Return all lines from the entries below in which the word "struct" is present.

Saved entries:
::::
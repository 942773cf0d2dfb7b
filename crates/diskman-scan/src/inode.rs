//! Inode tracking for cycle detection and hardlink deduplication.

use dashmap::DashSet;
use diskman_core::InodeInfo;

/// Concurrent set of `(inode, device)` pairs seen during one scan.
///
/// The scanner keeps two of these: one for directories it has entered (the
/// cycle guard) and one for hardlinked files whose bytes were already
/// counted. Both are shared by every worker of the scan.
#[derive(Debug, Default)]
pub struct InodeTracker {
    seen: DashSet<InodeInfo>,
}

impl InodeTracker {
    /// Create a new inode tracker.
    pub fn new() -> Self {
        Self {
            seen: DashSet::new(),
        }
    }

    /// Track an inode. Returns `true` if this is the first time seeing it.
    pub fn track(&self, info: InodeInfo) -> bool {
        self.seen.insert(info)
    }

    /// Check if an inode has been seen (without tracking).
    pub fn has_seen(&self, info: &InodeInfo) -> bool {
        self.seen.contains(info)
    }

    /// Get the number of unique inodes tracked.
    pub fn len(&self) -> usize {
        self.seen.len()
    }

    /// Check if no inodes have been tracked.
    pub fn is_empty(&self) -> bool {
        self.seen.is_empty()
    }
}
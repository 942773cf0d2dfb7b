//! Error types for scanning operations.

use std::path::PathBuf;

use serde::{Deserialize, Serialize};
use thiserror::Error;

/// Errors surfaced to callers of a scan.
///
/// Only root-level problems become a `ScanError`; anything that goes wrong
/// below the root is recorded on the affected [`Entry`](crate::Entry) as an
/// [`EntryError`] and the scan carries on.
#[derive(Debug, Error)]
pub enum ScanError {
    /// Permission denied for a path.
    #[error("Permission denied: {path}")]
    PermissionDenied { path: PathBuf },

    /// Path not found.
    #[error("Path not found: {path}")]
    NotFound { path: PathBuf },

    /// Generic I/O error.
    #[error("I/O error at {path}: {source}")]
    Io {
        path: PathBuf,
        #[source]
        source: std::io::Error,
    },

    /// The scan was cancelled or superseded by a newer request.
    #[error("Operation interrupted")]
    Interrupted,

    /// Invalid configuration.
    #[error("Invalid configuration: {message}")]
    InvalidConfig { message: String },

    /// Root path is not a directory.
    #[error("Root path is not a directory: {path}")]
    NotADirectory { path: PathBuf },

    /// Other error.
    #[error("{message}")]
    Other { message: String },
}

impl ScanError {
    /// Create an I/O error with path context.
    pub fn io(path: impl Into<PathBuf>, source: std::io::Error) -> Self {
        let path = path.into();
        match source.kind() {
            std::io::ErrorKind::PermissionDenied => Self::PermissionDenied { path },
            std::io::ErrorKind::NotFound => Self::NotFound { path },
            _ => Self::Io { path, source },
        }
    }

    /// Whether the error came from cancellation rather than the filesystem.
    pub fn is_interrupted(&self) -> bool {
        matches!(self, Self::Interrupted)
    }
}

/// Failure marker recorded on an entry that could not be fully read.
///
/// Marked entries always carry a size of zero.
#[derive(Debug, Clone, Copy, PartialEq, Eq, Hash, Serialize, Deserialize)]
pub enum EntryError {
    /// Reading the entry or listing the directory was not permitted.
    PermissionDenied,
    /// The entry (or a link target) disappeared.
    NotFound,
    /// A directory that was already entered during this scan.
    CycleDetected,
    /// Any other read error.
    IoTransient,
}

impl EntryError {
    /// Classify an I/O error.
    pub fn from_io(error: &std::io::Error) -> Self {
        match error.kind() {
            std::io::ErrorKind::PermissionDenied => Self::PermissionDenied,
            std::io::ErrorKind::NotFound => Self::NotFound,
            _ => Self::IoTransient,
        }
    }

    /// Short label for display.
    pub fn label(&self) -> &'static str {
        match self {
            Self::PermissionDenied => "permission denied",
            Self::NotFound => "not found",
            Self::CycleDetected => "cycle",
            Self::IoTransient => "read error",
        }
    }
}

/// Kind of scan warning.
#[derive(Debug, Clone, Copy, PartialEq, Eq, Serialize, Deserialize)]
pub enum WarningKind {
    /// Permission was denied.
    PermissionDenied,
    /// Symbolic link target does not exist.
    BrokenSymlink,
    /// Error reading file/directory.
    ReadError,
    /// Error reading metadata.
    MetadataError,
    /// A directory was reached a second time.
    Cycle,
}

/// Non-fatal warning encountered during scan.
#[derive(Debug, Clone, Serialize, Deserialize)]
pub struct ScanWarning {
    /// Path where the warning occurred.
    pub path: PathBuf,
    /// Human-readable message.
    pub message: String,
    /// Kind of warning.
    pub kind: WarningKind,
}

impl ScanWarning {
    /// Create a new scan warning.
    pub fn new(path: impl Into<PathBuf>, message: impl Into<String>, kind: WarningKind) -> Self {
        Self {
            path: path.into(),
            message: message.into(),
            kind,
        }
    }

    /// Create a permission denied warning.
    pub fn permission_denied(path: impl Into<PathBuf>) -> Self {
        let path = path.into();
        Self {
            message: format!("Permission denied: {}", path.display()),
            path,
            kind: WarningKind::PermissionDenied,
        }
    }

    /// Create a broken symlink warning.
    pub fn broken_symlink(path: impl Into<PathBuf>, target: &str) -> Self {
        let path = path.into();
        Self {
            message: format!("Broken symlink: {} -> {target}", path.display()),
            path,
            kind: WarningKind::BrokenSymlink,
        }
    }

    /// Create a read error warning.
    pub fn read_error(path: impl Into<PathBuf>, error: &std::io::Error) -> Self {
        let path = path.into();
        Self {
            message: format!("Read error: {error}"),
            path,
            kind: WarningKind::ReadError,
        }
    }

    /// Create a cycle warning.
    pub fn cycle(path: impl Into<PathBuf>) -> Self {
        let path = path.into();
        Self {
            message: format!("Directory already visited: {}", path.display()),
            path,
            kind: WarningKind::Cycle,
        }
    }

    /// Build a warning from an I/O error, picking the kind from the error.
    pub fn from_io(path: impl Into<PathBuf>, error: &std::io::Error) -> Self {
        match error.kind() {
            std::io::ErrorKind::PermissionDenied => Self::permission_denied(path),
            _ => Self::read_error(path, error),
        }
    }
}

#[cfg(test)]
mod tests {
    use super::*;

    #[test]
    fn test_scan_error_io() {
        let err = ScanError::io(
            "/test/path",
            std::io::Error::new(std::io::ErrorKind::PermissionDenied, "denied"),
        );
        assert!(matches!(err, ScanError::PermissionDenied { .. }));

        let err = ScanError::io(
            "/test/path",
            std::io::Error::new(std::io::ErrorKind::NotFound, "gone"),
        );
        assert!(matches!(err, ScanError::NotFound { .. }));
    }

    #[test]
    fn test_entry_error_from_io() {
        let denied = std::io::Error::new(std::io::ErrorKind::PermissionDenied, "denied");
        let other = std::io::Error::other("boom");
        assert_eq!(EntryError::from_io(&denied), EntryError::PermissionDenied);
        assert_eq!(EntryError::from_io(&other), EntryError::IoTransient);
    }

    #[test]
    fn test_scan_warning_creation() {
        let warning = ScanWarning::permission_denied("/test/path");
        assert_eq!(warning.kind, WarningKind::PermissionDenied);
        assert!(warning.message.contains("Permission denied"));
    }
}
::::
**Reply to the exercise:**
pub struct InodeTracker {
pub struct ScanWarning {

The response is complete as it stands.